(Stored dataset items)
##############################

impl Scheduler {
    pub const fn new() -> Self {
        Self {
            tasks: [TaskControlBlock::EMPTY; MAX_TASKS],
            current: None,
            started: false,
            tick_count: 0,
            needs_reschedule: false,
        }
    }

    // -----------------------------------------------------------------------
    // Lifecycle operations
    // -----------------------------------------------------------------------

    /// Register a new task in the first free slot, in `Ready` state.
    pub fn create_task(
        &mut self,
        name: &'static str,
        priority: Priority,
    ) -> Result<TaskHandle, KernelError> {
        if priority > MAX_PRIORITY {
            return Err(KernelError::InvalidPriority(priority));
        }

        let slot = self
            .tasks
            .iter()
            .position(|t| !t.active)
            .ok_or(KernelError::NoFreeSlot)?;

        self.tasks[slot].init(name, priority);
        self.request_preemption_by(slot);

        Ok(self.tasks[slot].handle(slot))
    }

    /// Take a task out of scheduling consideration. `None` targets the
    /// running task, which then gives up the CPU.
    ///
    /// Suspending an already-suspended task changes nothing.
    pub fn suspend(&mut self, target: Option<TaskHandle>) -> Result<(), KernelError> {
        let slot = self.resolve(target)?;
        let task = &mut self.tasks[slot];

        if task.state == TaskState::Suspended {
            return Ok(());
        }

        task.state = TaskState::Suspended;
        if self.current == Some(slot) {
            self.needs_reschedule = true;
        }
        Ok(())
    }

    /// Return a suspended task to `Ready`. Preempts the caller when the
    /// resumed task outranks it; resuming a task that is not suspended
    /// changes nothing.
    pub fn resume(&mut self, target: TaskHandle) -> Result<(), KernelError> {
        let slot = self.resolve(Some(target))?;

        if self.tasks[slot].state != TaskState::Suspended {
            return Ok(());
        }

        self.tasks[slot].state = TaskState::Ready;
        self.request_preemption_by(slot);
        Ok(())
    }

    /// Terminate a task and free its slot. `None` targets the running task.
    /// The handle is stale from here on.
    pub fn delete(&mut self, target: Option<TaskHandle>) -> Result<(), KernelError> {
        let slot = self.resolve(target)?;

        self.tasks[slot].release();
        if self.current == Some(slot) {
            self.needs_reschedule = true;
        }
        Ok(())
    }

    // -----------------------------------------------------------------------
    // Queries
    // -----------------------------------------------------------------------

    /// Priority of the task holding the CPU, if any.
    pub fn current_priority(&self) -> Option<Priority> {
        self.current
            .map(|slot| &self.tasks[slot])
            .filter(|t| t.active)
            .map(|t| t.priority)
    }

    /// Slot of the task holding the CPU.
    #[inline]
    pub fn current(&self) -> Option<usize> {
        self.current
    }

    /// Handle of the task holding the CPU.
    pub fn current_handle(&self) -> Option<TaskHandle> {
        self.current
            .filter(|&slot| self.tasks[slot].active)
            .map(|slot| self.tasks[slot].handle(slot))
    }

    pub fn state_of(&self, handle: TaskHandle) -> Result<TaskState, KernelError> {
        let slot = self.resolve(Some(handle))?;
        Ok(self.tasks[slot].state)
    }

    pub fn priority_of(&self, handle: TaskHandle) -> Result<Priority, KernelError> {
        let slot = self.resolve(Some(handle))?;
        Ok(self.tasks[slot].priority)
    }

    /// Number of live (not deleted) tasks.
    pub fn live_tasks(&self) -> usize {
        self.tasks.iter().filter(|t| t.active).count()
    }

    #[inline]
    pub fn tick_count(&self) -> Tick {
        self.tick_count
    }

    #[inline]
    pub fn needs_reschedule(&self) -> bool {
        self.needs_reschedule
    }

    #[inline]
    pub fn is_started(&self) -> bool {
        self.started
    }

    // -----------------------------------------------------------------------
    // Scheduling
    // -----------------------------------------------------------------------

    /// Hand the CPU to the first task. Returns its slot.
    pub fn start(&mut self) -> Result<usize, KernelError> {
        if self.started {
            return Err(KernelError::AlreadyStarted);
        }
        let first = self.schedule().ok_or(KernelError::NoTasks)?;
        self.started = true;
        Ok(first)
    }

    /// Called from the SysTick handler every tick.
    ///
    /// Advances the tick counter and charges the running task. When its
    /// time slice runs out and another task of the same priority is ready,
    /// asks for a reschedule.
    pub fn tick(&mut self) {
        self.tick_count = self.tick_count.wrapping_add(1);

        let Some(current) = self.current else {
            return;
        };
        if !self.tasks[current].active {
            return;
        }

        let task = &mut self.tasks[current];
        task.ticks_remaining = task.ticks_remaining.saturating_sub(1);
        if task.ticks_remaining > 0 {
            return;
        }

        task.ticks_remaining = DEFAULT_TIME_SLICE;
        let priority = task.priority;
        let peer_ready = self
            .tasks
            .iter()
            .enumerate()
            .any(|(i, t)| i != current && t.is_runnable() && t.priority == priority);
        if peer_ready {
            self.needs_reschedule = true;
        }
    }

    /// Select the task that holds the CPU next and mark it `Running`.
    ///
    /// Candidates are scanned starting after the current slot, so the
    /// first one found at the top priority is the round-robin successor.
    /// The current task itself is considered last.
    ///
    /// # Returns
    /// Slot of the selected task, or `None` if nothing is runnable.
    pub fn schedule(&mut self) -> Option<usize> {
        let start = self.current.map_or(0, |c| c + 1);
        let mut best: Option<usize> = None;

        for offset in 0..MAX_TASKS {
            let i = (start + offset) % MAX_TASKS;
            if !self.tasks[i].is_runnable() {
                continue;
            }
            match best {
                Some(b) if self.tasks[b].priority >= self.tasks[i].priority => {}
                _ => best = Some(i),
            }
        }

        if let Some(prev) = self.current {
            if prev != best.unwrap_or(usize::MAX) && self.tasks[prev].state == TaskState::Running {
                self.tasks[prev].state = TaskState::Ready;
            }
        }

        if let Some(next) = best {
            if self.current != Some(next) {
                self.tasks[next].ticks_remaining = DEFAULT_TIME_SLICE;
            }
            self.tasks[next].state = TaskState::Running;
        }

        self.current = best;
        self.needs_reschedule = false;
        best
    }

    // -----------------------------------------------------------------------
    // Helpers
    // -----------------------------------------------------------------------

    /// Map a handle (or "self") to a live slot.
    fn resolve(&self, target: Option<TaskHandle>) -> Result<usize, KernelError> {
        match target {
            Some(handle) => {
                let slot = handle.slot();
                if slot < MAX_TASKS && self.tasks[slot].matches(handle) {
                    Ok(slot)
                } else {
                    Err(KernelError::StaleHandle(handle))
                }
            }
            None => self
                .current
                .filter(|&slot| self.tasks[slot].active)
                .ok_or(KernelError::NoCurrentTask),
        }
    }

    /// `slot` just became ready: preempt if it outranks the running task.
    fn request_preemption_by(&mut self, slot: usize) {
        if !self.started {
            return;
        }
        match self.current_priority() {
            Some(running) if running >= self.tasks[slot].priority => {}
            _ => self.needs_reschedule = true,
        }
    }
}
// src/config.rs
use std::fs;
use std::path::{Path, PathBuf};

use serde::Deserialize;
use tracing::{info, warn};

pub const SETTINGS_FILE: &str = "dashboard.toml";

const DEFAULT_SPREADSHEET_ID: &str = "1A105rcZ0ktlaWVGf0Z-ImoUNYwOZJqgOoFgp7Vuagcw";
const DEFAULT_API_BASE: &str = "https://sheets.googleapis.com";

#[derive(Debug, Clone, Copy, PartialEq, Eq, Deserialize)]
#[serde(rename_all = "snake_case")]
pub enum WriteMode {
    Simulated,
    ServiceAccount,
}

impl WriteMode {
    fn parse(raw: &str) -> Option<WriteMode> {
        match raw.trim().to_ascii_lowercase().as_str() {
            "simulated" => Some(WriteMode::Simulated),
            "service_account" | "service-account" => Some(WriteMode::ServiceAccount),
            _ => None,
        }
    }
}

#[derive(Debug, Clone, PartialEq)]
pub struct Settings {
    pub spreadsheet_id: String,
    pub api_key: String,
    pub api_base: String,
    pub tabs: Vec<String>,
    pub default_tab: String,
    pub write_mode: WriteMode,
    pub credentials_path: PathBuf,
    pub local_dir: Option<PathBuf>,
}

impl Default for Settings {
    fn default() -> Self {
        let tabs: Vec<String> = (17..=30).map(|day| format!("{day:02}/05/68")).collect();
        Self {
            spreadsheet_id: DEFAULT_SPREADSHEET_ID.into(),
            api_key: String::new(),
            api_base: DEFAULT_API_BASE.into(),
            default_tab: tabs[0].clone(),
            tabs,
            write_mode: WriteMode::Simulated,
            credentials_path: PathBuf::from("credentials.json"),
            local_dir: None,
        }
    }
}

/// Every key is optional; missing keys keep their defaults.
#[derive(Debug, Default, Deserialize)]
struct FileSettings {
    spreadsheet_id: Option<String>,
    api_key: Option<String>,
    api_base: Option<String>,
    tabs: Option<Vec<String>>,
    default_tab: Option<String>,
    write_mode: Option<WriteMode>,
    credentials_path: Option<PathBuf>,
    local_dir: Option<PathBuf>,
}

pub fn load_settings() -> Settings {
    let mut settings = Settings::default();
    apply_file(&mut settings, Path::new(SETTINGS_FILE));
    apply_env(&mut settings, |key| std::env::var(key).ok());
    settings.normalize();
    info!(
        tabs = settings.tabs.len(),
        write_mode = ?settings.write_mode,
        local = settings.local_dir.is_some(),
        "settings loaded"
    );
    settings
}

fn apply_file(settings: &mut Settings, path: &Path) {
    let raw = match fs::read_to_string(path) {
        Ok(raw) => raw,
        Err(_) => return,
    };
    match toml::from_str::<FileSettings>(&raw) {
        Ok(file_cfg) => settings.merge(file_cfg),
        Err(err) => warn!(path = %path.display(), error = %err, "ignoring malformed settings file"),
    }
}

fn apply_env(settings: &mut Settings, var: impl Fn(&str) -> Option<String>) {
    if let Some(v) = var("DASHBOARD_SPREADSHEET_ID") {
        settings.spreadsheet_id = v;
    }
    if let Some(v) = var("DASHBOARD_API_KEY") {
        settings.api_key = v;
    }
    if let Some(v) = var("DASHBOARD_API_BASE") {
        settings.api_base = v;
    }
    if let Some(v) = var("DASHBOARD_DEFAULT_TAB") {
        settings.default_tab = v;
    }
    if let Some(v) = var("DASHBOARD_WRITE_MODE") {
        match WriteMode::parse(&v) {
            Some(mode) => settings.write_mode = mode,
            None => warn!(value = %v, "unknown DASHBOARD_WRITE_MODE"),
        }
    }
    if let Some(v) = var("DASHBOARD_CREDENTIALS") {
        settings.credentials_path = PathBuf::from(v);
    }
    if let Some(v) = var("DASHBOARD_LOCAL_DIR") {
        settings.local_dir = if v.trim().is_empty() { None } else { Some(PathBuf::from(v)) };
    }
}

impl Settings {
    fn merge(&mut self, file_cfg: FileSettings) {
        if let Some(v) = file_cfg.spreadsheet_id {
            self.spreadsheet_id = v;
        }
        if let Some(v) = file_cfg.api_key {
            self.api_key = v;
        }
        if let Some(v) = file_cfg.api_base {
            self.api_base = v;
        }
        if let Some(v) = file_cfg.tabs {
            self.tabs = v;
        }
        if let Some(v) = file_cfg.default_tab {
            self.default_tab = v;
        }
        if let Some(v) = file_cfg.write_mode {
            self.write_mode = v;
        }
        if let Some(v) = file_cfg.credentials_path {
            self.credentials_path = v;
        }
        if file_cfg.local_dir.is_some() {
            self.local_dir = file_cfg.local_dir;
        }
    }

    fn normalize(&mut self) {
        self.tabs.retain(|t| !t.trim().is_empty());
        if self.tabs.is_empty() {
            warn!("no tabs configured, using defaults");
            self.tabs = Settings::default().tabs;
        }
        if !self.tabs.contains(&self.default_tab) {
            self.default_tab = self.tabs[0].clone();
        }
        self.api_base = self.api_base.trim_end_matches('/').to_string();
    }
}

#[cfg(test)]
mod tests {
    use std::collections::HashMap;
    use std::time::{SystemTime, UNIX_EPOCH};

    use super::*;

    fn temp_file(contents: &str) -> PathBuf {
        let suffix = SystemTime::now()
            .duration_since(UNIX_EPOCH)
            .expect("clock")
            .as_nanos();
        let path = std::env::temp_dir().join(format!("order_dashboard_settings_{suffix}.toml"));
        fs::write(&path, contents).expect("write settings");
        path
    }

    #[test]
    fn defaults_cover_the_may_tabs() {
        let settings = Settings::default();
        assert_eq!(settings.tabs.len(), 14);
        assert_eq!(settings.tabs.first().map(String::as_str), Some("17/05/68"));
        assert_eq!(settings.tabs.last().map(String::as_str), Some("30/05/68"));
        assert_eq!(settings.default_tab, "17/05/68");
        assert_eq!(settings.write_mode, WriteMode::Simulated);
    }

    #[test]
    fn file_values_override_defaults() {
        let path = temp_file(
            r#"
api_key = "file-key"
tabs = ["01/06/68", "02/06/68"]
default_tab = "02/06/68"
write_mode = "service_account"
"#,
        );
        let mut settings = Settings::default();
        apply_file(&mut settings, &path);
        settings.normalize();
        fs::remove_file(&path).expect("cleanup");

        assert_eq!(settings.api_key, "file-key");
        assert_eq!(settings.tabs, vec!["01/06/68", "02/06/68"]);
        assert_eq!(settings.default_tab, "02/06/68");
        assert_eq!(settings.write_mode, WriteMode::ServiceAccount);
        assert_eq!(settings.spreadsheet_id, DEFAULT_SPREADSHEET_ID);
    }

    #[test]
    fn malformed_file_is_ignored() {
        let path = temp_file("tabs = 17");
        let mut settings = Settings::default();
        apply_file(&mut settings, &path);
        fs::remove_file(&path).expect("cleanup");

        assert_eq!(settings, Settings::default());
    }

    #[test]
    fn env_overrides_file_and_trims_base() {
        let env: HashMap<&str, &str> = HashMap::from([
            ("DASHBOARD_API_KEY", "env-key"),
            ("DASHBOARD_API_BASE", "http://127.0.0.1:9000/"),
            ("DASHBOARD_WRITE_MODE", "service-account"),
            ("DASHBOARD_LOCAL_DIR", "/srv/exports"),
        ]);
        let mut settings = Settings::default();
        apply_env(&mut settings, |key| env.get(key).map(|v| v.to_string()));
        settings.normalize();

        assert_eq!(settings.api_key, "env-key");
        assert_eq!(settings.api_base, "http://127.0.0.1:9000");
        assert_eq!(settings.write_mode, WriteMode::ServiceAccount);
        assert_eq!(settings.local_dir, Some(PathBuf::from("/srv/exports")));
    }

    #[test]
    fn unknown_default_tab_falls_back_to_first() {
        let mut settings = Settings::default();
        settings.default_tab = "31/12/99".into();
        settings.normalize();
        assert_eq!(settings.default_tab, "17/05/68");
    }

    #[test]
    fn unknown_write_mode_keeps_previous() {
        let mut settings = Settings::default();
        apply_env(&mut settings, |key| {
            (key == "DASHBOARD_WRITE_MODE").then(|| "oauth".to_string())
        });
        assert_eq!(settings.write_mode, WriteMode::Simulated);
    }
}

##############################

### Problem details:
Beginning at the top of the data, extract each line through the line containing "self.tasks[slot].init(name, priority);" and return those lines exactly, with nothing added.

### Exercise output:
impl Scheduler {
    pub const fn new() -> Self {
        Self {
            tasks: [TaskControlBlock::EMPTY; MAX_TASKS],
            current: None,
            started: false,
            tick_count: 0,
            needs_reschedule: false,
        }
    }

    // -----------------------------------------------------------------------
    // Lifecycle operations
    // -----------------------------------------------------------------------

    /// Register a new task in the first free slot, in `Ready` state.
    pub fn create_task(
        &mut self,
        name: &'static str,
        priority: Priority,
    ) -> Result<TaskHandle, KernelError> {
        if priority > MAX_PRIORITY {
            return Err(KernelError::InvalidPriority(priority));
        }

        let slot = self
            .tasks
            .iter()
            .position(|t| !t.active)
            .ok_or(KernelError::NoFreeSlot)?;

        self.tasks[slot].init(name, priority);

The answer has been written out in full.